Alarmed by reports, the committee on Tuesday invited Department of Immigration and Nepal Police officials to discuss the issue. “We have been told that this is happening in significant numbers regularly. Therefore, we alerted the officials concerned.” Sapkota said the committee did not issue any formal directives to the agencies for now, but asked them to strictly monitor Nepalis leaving on visit visas.
During the first three months of the fiscal year 2020-21, a total of 30,156 people have flown out from Tribhuvan International Airport, according to the Department of Immigration. However, the department does not have separate data on the number of Nepalis flying out on various visa categories.

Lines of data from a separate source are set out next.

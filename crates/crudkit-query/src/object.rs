//! Data-object mode.
//!
//! These constructors derive column lists and filters from a [`Record`]
//! instead of explicit field names:
//!
//! - INSERT and UPDATE take every field that carries a value
//! - SELECT projects fields marked [`Datum::Select`] and filters on every
//!   field that carries a value
//! - DELETE filters on every field that carries a value
//!
//! Absent fields are skipped. A projection flag or unsupported shape where
//! a value is expected is rejected immediately.

use crudkit_common::{CrudError, CrudResult, Datum, Record};

use crate::fields::IntoFields;
use crate::spec::{BindData, Operation, QuerySpec};

/// Returns whether a field carries data, rejecting shapes that cannot be bound.
fn has_data(field: &str, datum: &Datum) -> CrudResult<bool> {
    match datum {
        Datum::Absent => Ok(false),
        Datum::Value(v) => Ok(!v.is_null()),
        Datum::Select | Datum::Unsupported(_) => Err(CrudError::invalid_spec(format!(
            "Invalid field value for field: {}",
            field
        ))),
    }
}

/// Column list for INSERT and UPDATE from a record.
fn write_fields(record: &Record, skip_field: Option<&str>) -> CrudResult<Vec<String>> {
    if record.is_empty() {
        return Err(CrudError::invalid_spec("Empty record for write fields"));
    }
    let mut fields = Vec::new();
    for (name, datum) in record.iter() {
        if !has_data(name, datum)? || skip_field == Some(name) {
            continue;
        }
        fields.push(name.to_string());
    }
    if fields.is_empty() {
        return Err(CrudError::invalid_spec("No data for fields"));
    }
    Ok(fields)
}

/// Projections and filter fields from a by-example record.
fn read_fields(record: &Record, collect_projection: bool) -> CrudResult<(Vec<String>, Vec<String>)> {
    if record.is_empty() {
        return Err(CrudError::invalid_spec("Empty record for read fields"));
    }
    let mut projection = Vec::new();
    let mut filter = Vec::new();
    for (name, datum) in record.iter() {
        if collect_projection && *datum == Datum::Select {
            projection.push(name.to_string());
            continue;
        }
        if has_data(name, datum)? {
            filter.push(name.to_string());
        }
    }
    Ok((projection, filter))
}

/// Fields of `updated` whose value differs from `reference`.
///
/// Only fields present in both records are compared; `skip_field` is never
/// reported.
pub fn changed_fields(updated: &Record, reference: &Record, skip_field: &str) -> Vec<String> {
    updated
        .iter()
        .filter(|(name, _)| *name != skip_field)
        .filter(|(name, datum)| {
            reference
                .get(name)
                .is_some_and(|old| !old.loosely_equals(datum))
        })
        .map(|(name, _)| name.to_string())
        .collect()
}

impl QuerySpec {
    fn read_by_example(
        mut self,
        record: &Record,
        collect_projection: bool,
    ) -> CrudResult<Self> {
        let (projection, filter) = read_fields(record, collect_projection)?;
        if collect_projection {
            self.cru_fields = if projection.is_empty() {
                "*".into_fields()
            } else {
                projection.into_fields()
            };
        }
        self.bind_data = BindData::from(record);
        self.bind_fields = Default::default();
        Ok(self.where_fields(filter))
    }

    fn write_from_record(mut self, record: &Record, skip_pk: bool) -> CrudResult<Self> {
        let skip = skip_pk.then_some(self.schema.primary_key.as_str());
        self.cru_fields = write_fields(record, skip)?.into_fields();
        Ok(self.with_data(record))
    }

    fn write_from_records(self, records: Vec<Record>, skip_pk: bool) -> CrudResult<Self> {
        let first = records
            .first()
            .ok_or_else(|| CrudError::invalid_spec("Invalid record batch for write fields"))?
            .clone();
        Ok(self
            .write_from_record(&first, skip_pk)?
            .with_data(records))
    }

    /// SELECT by example: fields marked [`Datum::Select`] are projected
    /// (`*` when none are), fields with values become equality filters.
    pub fn select_object(mut self, record: &Record) -> CrudResult<Self> {
        self.operation = Some(Operation::Select);
        self.read_by_example(record, true)
    }

    /// SELECT explicit projections, filtering on the record's values.
    pub fn select_object_fields(
        mut self,
        record: &Record,
        fields: impl IntoFields,
    ) -> CrudResult<Self> {
        self.operation = Some(Operation::Select);
        self.cru_fields = fields.into_fields();
        self.read_by_example(record, false)
    }

    /// `SELECT count(<field>)` filtered on the record's values.
    pub fn count_object(mut self, record: &Record, field: &str) -> CrudResult<Self> {
        self.operation = Some(Operation::Select);
        self.set_count_field(field)?;
        self.read_by_example(record, false)
    }

    /// INSERT every field of the record that carries a value, except the
    /// primary key.
    pub fn insert_object(mut self, record: &Record) -> CrudResult<Self> {
        self.operation = Some(Operation::Insert);
        self.write_from_record(record, true)
    }

    /// INSERT every field of the record that carries a value, including a
    /// caller-assigned primary key.
    pub fn insert_object_with_key(mut self, record: &Record) -> CrudResult<Self> {
        self.operation = Some(Operation::Insert);
        self.write_from_record(record, false)
    }

    /// Batch INSERT. Columns are taken from the first record.
    pub fn insert_objects(mut self, records: Vec<Record>) -> CrudResult<Self> {
        self.operation = Some(Operation::Insert);
        self.write_from_records(records, true)
    }

    /// UPDATE every non-key field of the record that carries a value,
    /// filtered by primary key.
    pub fn update_object(mut self, record: &Record) -> CrudResult<Self> {
        self.operation = Some(Operation::Update);
        self.update_sql = None;
        self.write_from_record(record, true)
    }

    /// Batch UPDATE by primary key. Columns are taken from the first record.
    pub fn update_objects(mut self, records: Vec<Record>) -> CrudResult<Self> {
        self.operation = Some(Operation::Update);
        self.update_sql = None;
        self.write_from_records(records, true)
    }

    /// UPDATE only the fields whose values differ from `reference`.
    ///
    /// Returns `Ok(None)` when nothing differs, in which case there is
    /// nothing to execute.
    pub fn update_object_against(
        mut self,
        record: &Record,
        reference: &Record,
    ) -> CrudResult<Option<Self>> {
        self.operation = Some(Operation::Update);
        self.update_sql = None;
        let fields = changed_fields(record, reference, &self.schema.primary_key);
        if fields.is_empty() {
            return Ok(None);
        }
        self.cru_fields = fields.into_fields();
        Ok(Some(self.with_data(record)))
    }

    /// DELETE by example: fields with values become equality filters.
    pub fn delete_object(mut self, record: &Record) -> CrudResult<Self> {
        self.operation = Some(Operation::Delete);
        self.read_by_example(record, false)
    }
}
//! SQLite driver backed by `rusqlite`.
//!
//! A [`SqliteStatement`] holds the SQL text and a shared handle to the
//! connection. Each execution goes through rusqlite's own prepared
//! statement cache, so a handle can outlive any borrow of the connection
//! while the statement is still compiled only once.

use std::path::Path;
use std::sync::Arc;

use crudkit_common::{CrudError, CrudResult, Value};
use parking_lot::Mutex;
use rusqlite::types::{Null, ValueRef};

use super::{BoundParam, Connection, PreparedStatement, StatementOutput};

/// Statements rusqlite keeps compiled per connection.
const SQLITE_STATEMENT_CACHE_CAPACITY: usize = 256;

/// A SQLite connection.
#[derive(Clone)]
pub struct SqliteConnection {
    conn: Arc<Mutex<rusqlite::Connection>>,
}

impl SqliteConnection {
    /// Opens or creates a database file.
    pub fn open(path: impl AsRef<Path>) -> CrudResult<Self> {
        let conn = rusqlite::Connection::open(path).map_err(CrudError::driver)?;
        Ok(Self::from_connection(conn))
    }

    /// Opens a private in-memory database.
    pub fn open_in_memory() -> CrudResult<Self> {
        let conn = rusqlite::Connection::open_in_memory().map_err(CrudError::driver)?;
        Ok(Self::from_connection(conn))
    }

    /// Wraps an existing rusqlite connection.
    pub fn from_connection(conn: rusqlite::Connection) -> Self {
        conn.set_prepared_statement_cache_capacity(SQLITE_STATEMENT_CACHE_CAPACITY);
        Self {
            conn: Arc::new(Mutex::new(conn)),
        }
    }

    /// Runs one or more semicolon-separated statements without parameters,
    /// e.g. schema setup.
    pub fn execute_batch(&self, sql: &str) -> CrudResult<()> {
        self.conn.lock().execute_batch(sql).map_err(CrudError::driver)
    }

    /// Runs a closure against the underlying rusqlite connection.
    pub fn with_connection<T>(&self, f: impl FnOnce(&rusqlite::Connection) -> T) -> T {
        f(&self.conn.lock())
    }
}

impl std::fmt::Debug for SqliteConnection {
    fn fmt(&self, f: &mut std::fmt::Formatter<'_>) -> std::fmt::Result {
        f.debug_struct("SqliteConnection").finish_non_exhaustive()
    }
}

impl Connection for SqliteConnection {
    type Statement = SqliteStatement;

    fn prepare(&mut self, sql: &str) -> CrudResult<SqliteStatement> {
        // Compiling here surfaces syntax errors at prepare time.
        self.conn
            .lock()
            .prepare_cached(sql)
            .map_err(CrudError::driver)?;
        Ok(SqliteStatement {
            conn: Arc::clone(&self.conn),
            sql: sql.to_string(),
        })
    }

    fn begin(&mut self) -> CrudResult<()> {
        self.execute_batch("BEGIN")
    }

    fn commit(&mut self) -> CrudResult<()> {
        self.execute_batch("COMMIT")
    }

    fn rollback(&mut self) -> CrudResult<()> {
        self.execute_batch("ROLLBACK")
    }

    fn last_insert_id(&self) -> CrudResult<Value> {
        Ok(Value::Integer(self.conn.lock().last_insert_rowid()))
    }
}

/// A statement prepared on a [`SqliteConnection`].
pub struct SqliteStatement {
    conn: Arc<Mutex<rusqlite::Connection>>,
    sql: String,
}

impl std::fmt::Debug for SqliteStatement {
    fn fmt(&self, f: &mut std::fmt::Formatter<'_>) -> std::fmt::Result {
        f.debug_struct("SqliteStatement")
            .field("sql", &self.sql)
            .finish()
    }
}

fn from_sql_value(value: ValueRef<'_>) -> Value {
    match value {
        ValueRef::Null => Value::Null,
        ValueRef::Integer(i) => Value::Integer(i),
        ValueRef::Real(f) => Value::Float(f),
        ValueRef::Text(bytes) | ValueRef::Blob(bytes) => {
            Value::Text(String::from_utf8_lossy(bytes).into_owned())
        }
    }
}

impl PreparedStatement for SqliteStatement {
    fn sql(&self) -> &str {
        &self.sql
    }

    fn execute(&self, params: &[BoundParam]) -> CrudResult<StatementOutput> {
        let conn = self.conn.lock();
        let mut stmt = conn.prepare_cached(&self.sql).map_err(CrudError::driver)?;

        for param in params {
            let placeholder = param.placeholder();
            let index = stmt
                .parameter_index(&placeholder)
                .map_err(CrudError::driver)?
                .ok_or_else(|| {
                    CrudError::execution(format!(
                        "parameter {} not found in statement",
                        placeholder
                    ))
                })?;
            let bound = match &param.value {
                Value::Null => stmt.raw_bind_parameter(index, Null),
                Value::Integer(i) => stmt.raw_bind_parameter(index, *i),
                Value::Float(f) => stmt.raw_bind_parameter(index, *f),
                Value::Text(s) => stmt.raw_bind_parameter(index, s.as_str()),
            };
            bound.map_err(CrudError::driver)?;
        }

        let column_count = stmt.column_count();
        if column_count == 0 {
            let affected = stmt.raw_execute().map_err(CrudError::driver)?;
            return Ok(StatementOutput::affected(affected as u64));
        }

        let columns: Vec<String> = stmt.column_names().into_iter().map(String::from).collect();
        let mut output = StatementOutput::with_rows(&columns, Vec::new());
        let mut rows = stmt.raw_query();
        while let Some(row) = rows.next().map_err(CrudError::driver)? {
            let mut values = Vec::with_capacity(column_count);
            for idx in 0..column_count {
                values.push(from_sql_value(row.get_ref(idx).map_err(CrudError::driver)?));
            }
            output.rows.push(values);
        }
        Ok(output)
    }
}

But Ramesh Kumar KC, director-general of the Department of Immigration, concedes that a large number of Nepalis have been going out on visit visas lately. “Even if 20-30 percent of the people are leaving on visit visas, that’s a significant number,” he said. “During the pre-Covid time, we had 50-60 international flights every day and only 10-15 percent of the passengers would be leaving on visit visas,” KC told the Post.
“The number looks abnormal, especially when the Covid-19 still there.”
KC also believes that those leaving on visit visas could be going abroad for work in the Gulf countries by dodging the formal labour migration procedures which requires them to take work permits from the Nepal government.
“Countries like the United Arab of Emirates have relatively relaxed their visit visa policies. Nepalis also find it easier to go on visit visas, and then find a job there rather than getting a labour permit under the individual category,” said KC. “But we can’t stop anyone if they meet visit visa requirements—a valid visa, two-way tickets, accommodation arrangements and currency equivalent to US$1,000 as travel expenses.”
The Department of Foreign Employment—the government body responsible for overseeing labour migration—has also been concerned that Nepalis are leaving on visit visas.
“We have also been hearing that more Nepalis are leaving on a visit visa. But this matter is related to the Department of Immigration and we can not do anything,” said Tikamani Neupane, spokesperson for the Foreign Employment Department.
“Our main concern is that they might get in trouble after landing in the destination countries. They will not be entitled to any compensation under foreign employment laws. It is difficult for us to repatriate them.”
Meanwhile, the Department of Immigration has taken some steps in view of the issue. “We have asked our officials to remain extra vigilant,” said KC. “We also transferred 14 immigration officials last month and have formed two committees to study issues related to immigration.”